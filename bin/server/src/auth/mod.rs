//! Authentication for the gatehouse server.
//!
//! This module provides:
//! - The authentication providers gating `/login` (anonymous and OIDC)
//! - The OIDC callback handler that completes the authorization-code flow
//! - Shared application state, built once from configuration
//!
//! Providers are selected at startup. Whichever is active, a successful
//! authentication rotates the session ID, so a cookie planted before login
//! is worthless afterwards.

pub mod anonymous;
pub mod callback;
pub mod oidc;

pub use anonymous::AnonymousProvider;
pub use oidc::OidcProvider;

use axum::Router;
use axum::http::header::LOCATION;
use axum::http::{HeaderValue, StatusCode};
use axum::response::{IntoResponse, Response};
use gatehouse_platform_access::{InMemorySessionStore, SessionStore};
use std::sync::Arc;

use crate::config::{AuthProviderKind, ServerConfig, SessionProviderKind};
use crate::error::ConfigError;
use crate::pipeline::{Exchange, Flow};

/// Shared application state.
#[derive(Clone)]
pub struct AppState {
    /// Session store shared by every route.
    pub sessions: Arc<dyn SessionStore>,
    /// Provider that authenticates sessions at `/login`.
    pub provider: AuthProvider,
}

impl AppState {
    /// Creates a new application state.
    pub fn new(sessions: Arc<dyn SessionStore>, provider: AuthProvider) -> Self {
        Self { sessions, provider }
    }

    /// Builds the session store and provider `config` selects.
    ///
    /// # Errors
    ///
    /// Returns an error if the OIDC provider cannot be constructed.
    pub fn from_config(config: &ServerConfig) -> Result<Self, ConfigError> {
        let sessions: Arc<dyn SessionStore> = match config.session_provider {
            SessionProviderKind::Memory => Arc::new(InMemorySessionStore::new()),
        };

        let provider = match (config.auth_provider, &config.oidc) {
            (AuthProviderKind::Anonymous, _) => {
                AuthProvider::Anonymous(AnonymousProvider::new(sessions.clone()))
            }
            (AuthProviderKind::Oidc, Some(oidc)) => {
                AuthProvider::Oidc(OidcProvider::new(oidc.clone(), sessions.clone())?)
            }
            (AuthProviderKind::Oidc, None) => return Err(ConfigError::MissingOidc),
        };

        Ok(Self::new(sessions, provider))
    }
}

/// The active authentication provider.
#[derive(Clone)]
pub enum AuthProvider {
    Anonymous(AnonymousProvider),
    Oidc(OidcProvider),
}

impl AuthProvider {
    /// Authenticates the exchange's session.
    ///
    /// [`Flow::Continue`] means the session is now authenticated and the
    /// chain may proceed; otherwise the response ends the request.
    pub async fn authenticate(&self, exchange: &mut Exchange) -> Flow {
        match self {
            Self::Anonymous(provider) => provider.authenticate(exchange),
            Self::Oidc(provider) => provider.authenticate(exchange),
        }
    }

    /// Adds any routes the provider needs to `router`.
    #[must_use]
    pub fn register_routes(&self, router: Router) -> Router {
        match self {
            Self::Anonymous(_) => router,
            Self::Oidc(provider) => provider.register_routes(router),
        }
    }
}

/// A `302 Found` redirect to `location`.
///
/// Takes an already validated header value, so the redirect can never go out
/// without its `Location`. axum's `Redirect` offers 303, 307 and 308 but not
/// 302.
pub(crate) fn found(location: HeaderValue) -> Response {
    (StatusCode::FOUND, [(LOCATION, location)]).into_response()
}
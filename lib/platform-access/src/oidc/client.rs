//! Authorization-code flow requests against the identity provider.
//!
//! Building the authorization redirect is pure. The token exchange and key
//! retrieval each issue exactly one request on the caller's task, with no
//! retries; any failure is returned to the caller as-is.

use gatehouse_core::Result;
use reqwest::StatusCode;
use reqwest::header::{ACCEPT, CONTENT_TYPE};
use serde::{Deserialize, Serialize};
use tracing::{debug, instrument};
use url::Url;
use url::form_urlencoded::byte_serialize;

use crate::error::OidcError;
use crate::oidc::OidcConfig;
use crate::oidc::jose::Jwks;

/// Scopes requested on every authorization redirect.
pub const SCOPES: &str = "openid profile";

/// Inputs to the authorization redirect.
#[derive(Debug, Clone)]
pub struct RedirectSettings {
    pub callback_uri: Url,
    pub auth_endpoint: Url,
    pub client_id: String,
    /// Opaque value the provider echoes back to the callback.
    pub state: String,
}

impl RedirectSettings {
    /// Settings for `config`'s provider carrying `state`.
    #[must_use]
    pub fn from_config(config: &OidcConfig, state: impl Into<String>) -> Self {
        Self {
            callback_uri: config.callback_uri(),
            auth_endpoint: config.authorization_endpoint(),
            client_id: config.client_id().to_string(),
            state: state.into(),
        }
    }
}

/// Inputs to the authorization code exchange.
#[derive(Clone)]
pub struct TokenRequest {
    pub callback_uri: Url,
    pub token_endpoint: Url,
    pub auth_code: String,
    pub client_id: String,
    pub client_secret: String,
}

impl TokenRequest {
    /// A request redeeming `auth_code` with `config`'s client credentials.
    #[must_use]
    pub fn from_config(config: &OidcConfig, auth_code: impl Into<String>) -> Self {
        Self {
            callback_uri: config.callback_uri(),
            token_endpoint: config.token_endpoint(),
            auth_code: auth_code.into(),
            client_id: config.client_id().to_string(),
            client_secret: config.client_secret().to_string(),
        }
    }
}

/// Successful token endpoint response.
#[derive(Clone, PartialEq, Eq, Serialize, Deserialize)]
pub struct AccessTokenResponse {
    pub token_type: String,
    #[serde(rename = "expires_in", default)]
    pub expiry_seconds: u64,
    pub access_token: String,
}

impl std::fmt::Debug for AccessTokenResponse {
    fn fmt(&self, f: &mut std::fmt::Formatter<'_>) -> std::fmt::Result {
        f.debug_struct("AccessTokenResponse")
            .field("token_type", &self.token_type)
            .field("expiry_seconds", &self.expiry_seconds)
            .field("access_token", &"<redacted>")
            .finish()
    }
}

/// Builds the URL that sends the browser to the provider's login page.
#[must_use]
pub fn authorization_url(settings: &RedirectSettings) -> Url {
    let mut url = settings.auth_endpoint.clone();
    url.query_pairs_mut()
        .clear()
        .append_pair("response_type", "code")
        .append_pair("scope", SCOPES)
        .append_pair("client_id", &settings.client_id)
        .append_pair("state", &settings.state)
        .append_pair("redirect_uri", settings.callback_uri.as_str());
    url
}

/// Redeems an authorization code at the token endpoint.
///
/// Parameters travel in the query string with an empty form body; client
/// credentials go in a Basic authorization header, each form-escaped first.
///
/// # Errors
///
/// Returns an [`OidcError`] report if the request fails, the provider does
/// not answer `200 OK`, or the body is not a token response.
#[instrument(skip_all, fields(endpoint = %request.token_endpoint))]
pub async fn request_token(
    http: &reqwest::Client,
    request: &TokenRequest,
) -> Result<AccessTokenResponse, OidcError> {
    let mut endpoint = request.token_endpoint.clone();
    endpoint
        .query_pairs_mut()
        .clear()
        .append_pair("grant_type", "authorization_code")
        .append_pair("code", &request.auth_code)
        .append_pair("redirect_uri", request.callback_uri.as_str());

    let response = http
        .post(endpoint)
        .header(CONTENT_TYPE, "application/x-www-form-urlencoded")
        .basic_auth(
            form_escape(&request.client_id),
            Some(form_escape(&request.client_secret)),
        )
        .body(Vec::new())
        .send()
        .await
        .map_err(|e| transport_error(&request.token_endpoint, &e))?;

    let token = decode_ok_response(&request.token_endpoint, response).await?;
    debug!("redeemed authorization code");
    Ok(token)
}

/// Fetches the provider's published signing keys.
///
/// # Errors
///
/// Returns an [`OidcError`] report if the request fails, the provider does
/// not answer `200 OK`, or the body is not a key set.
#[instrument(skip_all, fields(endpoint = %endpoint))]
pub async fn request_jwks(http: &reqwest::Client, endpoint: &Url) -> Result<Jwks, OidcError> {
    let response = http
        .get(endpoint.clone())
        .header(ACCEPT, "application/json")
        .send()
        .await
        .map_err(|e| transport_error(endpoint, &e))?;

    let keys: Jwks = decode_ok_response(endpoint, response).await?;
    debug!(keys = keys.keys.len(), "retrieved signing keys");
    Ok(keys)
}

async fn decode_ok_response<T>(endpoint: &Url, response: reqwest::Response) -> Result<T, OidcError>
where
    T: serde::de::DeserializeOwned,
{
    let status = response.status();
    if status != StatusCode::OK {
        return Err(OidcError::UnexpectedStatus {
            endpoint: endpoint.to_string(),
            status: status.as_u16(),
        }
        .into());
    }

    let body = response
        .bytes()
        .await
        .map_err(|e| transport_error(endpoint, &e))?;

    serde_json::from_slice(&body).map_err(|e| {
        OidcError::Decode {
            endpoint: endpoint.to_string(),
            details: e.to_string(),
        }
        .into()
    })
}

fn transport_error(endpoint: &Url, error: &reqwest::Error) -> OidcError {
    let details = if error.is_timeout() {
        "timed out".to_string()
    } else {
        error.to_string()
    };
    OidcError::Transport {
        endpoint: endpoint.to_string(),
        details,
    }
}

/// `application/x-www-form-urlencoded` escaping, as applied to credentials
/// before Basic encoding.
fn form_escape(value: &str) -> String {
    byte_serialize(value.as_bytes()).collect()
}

◆ What to do ◆
Please transcribe the lines from the one containing "error.to_string()" through the last line of the records. Include both ends and nothing else.

◆ Result for this task ◆
        error.to_string()
    };
    OidcError::Transport {
        endpoint: endpoint.to_string(),
        details,
    }
}

/// `application/x-www-form-urlencoded` escaping, as applied to credentials
/// before Basic encoding.
fn form_escape(value: &str) -> String {
    byte_serialize(value.as_bytes()).collect()
}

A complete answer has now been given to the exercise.